§ **WHAT IS EXPECTED**
In full and without alteration, reproduce every record.

§ **DATA SUPPLIED**
//! Book catalogue domain services.
//!
//! Command and query services over the [`BookRepository`] port. Book rows
//! are only ever created here; their review aggregates are maintained
//! exclusively by the review protocol.

use std::sync::Arc;

use async_trait::async_trait;
use pagination::{PageEnvelope, PageRequest};
use uuid::Uuid;

use crate::domain::Error;
use crate::domain::book::{Book, BookDraft};
use crate::domain::ports::{
    BookCommand, BookDetail, BookQuery, BookRepository, BookRepositoryError, ListBooksRequest,
};

fn map_repository_error(repository_error: BookRepositoryError) -> Error {
    match repository_error {
        BookRepositoryError::Connection { message } => {
            Error::service_unavailable(format!("book repository unavailable: {message}"))
        }
        BookRepositoryError::Query { message } => {
            Error::internal(format!("book repository error: {message}"))
        }
        BookRepositoryError::DuplicateBook => {
            Error::conflict("a book with this title and author already exists")
        }
    }
}

/// Book service implementing the command driving port.
#[derive(Clone)]
pub struct BookCommandService<R> {
    book_repo: Arc<R>,
}

impl<R> BookCommandService<R> {
    /// Create a new command service over the book repository.
    pub fn new(book_repo: Arc<R>) -> Self {
        Self { book_repo }
    }
}

#[async_trait]
impl<R> BookCommand for BookCommandService<R>
where
    R: BookRepository,
{
    async fn create_book(&self, draft: BookDraft) -> Result<Book, Error> {
        self.book_repo
            .create(draft)
            .await
            .map_err(map_repository_error)
    }
}

/// Book service implementing the query driving port.
#[derive(Clone)]
pub struct BookQueryService<R> {
    book_repo: Arc<R>,
}

impl<R> BookQueryService<R> {
    /// Create a new query service over the book repository.
    pub fn new(book_repo: Arc<R>) -> Self {
        Self { book_repo }
    }
}

#[async_trait]
impl<R> BookQuery for BookQueryService<R>
where
    R: BookRepository,
{
    async fn get_book(
        &self,
        book_id: Uuid,
        reviews_page: PageRequest,
    ) -> Result<BookDetail, Error> {
        let book = self
            .book_repo
            .find_by_id(book_id)
            .await
            .map_err(map_repository_error)?
            .ok_or_else(|| Error::not_found(format!("book {book_id} not found")))?;

        let reviews = self
            .book_repo
            .list_reviews(book_id, reviews_page)
            .await
            .map_err(map_repository_error)?;

        Ok(BookDetail { book, reviews })
    }

    async fn list_books(&self, request: ListBooksRequest) -> Result<PageEnvelope<Book>, Error> {
        self.book_repo
            .list(
                &request.filter,
                request.sort_field,
                request.sort_order,
                request.page,
            )
            .await
            .map_err(map_repository_error)
    }

    async fn search_books(
        &self,
        query: String,
        page: PageRequest,
    ) -> Result<PageEnvelope<Book>, Error> {
        self.book_repo
            .search(&query, page)
            .await
            .map_err(map_repository_error)
    }
}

§ **EXERCISE ANSWER**
//! Book catalogue domain services.
//!
//! Command and query services over the [`BookRepository`] port. Book rows
//! are only ever created here; their review aggregates are maintained
//! exclusively by the review protocol.

use std::sync::Arc;

use async_trait::async_trait;
use pagination::{PageEnvelope, PageRequest};
use uuid::Uuid;

use crate::domain::Error;
use crate::domain::book::{Book, BookDraft};
use crate::domain::ports::{
    BookCommand, BookDetail, BookQuery, BookRepository, BookRepositoryError, ListBooksRequest,
};

fn map_repository_error(repository_error: BookRepositoryError) -> Error {
    match repository_error {
        BookRepositoryError::Connection { message } => {
            Error::service_unavailable(format!("book repository unavailable: {message}"))
        }
        BookRepositoryError::Query { message } => {
            Error::internal(format!("book repository error: {message}"))
        }
        BookRepositoryError::DuplicateBook => {
            Error::conflict("a book with this title and author already exists")
        }
    }
}

/// Book service implementing the command driving port.
#[derive(Clone)]
pub struct BookCommandService<R> {
    book_repo: Arc<R>,
}

impl<R> BookCommandService<R> {
    /// Create a new command service over the book repository.
    pub fn new(book_repo: Arc<R>) -> Self {
        Self { book_repo }
    }
}

#[async_trait]
impl<R> BookCommand for BookCommandService<R>
where
    R: BookRepository,
{
    async fn create_book(&self, draft: BookDraft) -> Result<Book, Error> {
        self.book_repo
            .create(draft)
            .await
            .map_err(map_repository_error)
    }
}

/// Book service implementing the query driving port.
#[derive(Clone)]
pub struct BookQueryService<R> {
    book_repo: Arc<R>,
}

impl<R> BookQueryService<R> {
    /// Create a new query service over the book repository.
    pub fn new(book_repo: Arc<R>) -> Self {
        Self { book_repo }
    }
}

#[async_trait]
impl<R> BookQuery for BookQueryService<R>
where
    R: BookRepository,
{
    async fn get_book(
        &self,
        book_id: Uuid,
        reviews_page: PageRequest,
    ) -> Result<BookDetail, Error> {
        let book = self
            .book_repo
            .find_by_id(book_id)
            .await
            .map_err(map_repository_error)?
            .ok_or_else(|| Error::not_found(format!("book {book_id} not found")))?;

        let reviews = self
            .book_repo
            .list_reviews(book_id, reviews_page)
            .await
            .map_err(map_repository_error)?;

        Ok(BookDetail { book, reviews })
    }

    async fn list_books(&self, request: ListBooksRequest) -> Result<PageEnvelope<Book>, Error> {
        self.book_repo
            .list(
                &request.filter,
                request.sort_field,
                request.sort_order,
                request.page,
            )
            .await
            .map_err(map_repository_error)
    }

    async fn search_books(
        &self,
        query: String,
        page: PageRequest,
    ) -> Result<PageEnvelope<Book>, Error> {
        self.book_repo
            .search(&query, page)
            .await
            .map_err(map_repository_error)
    }
}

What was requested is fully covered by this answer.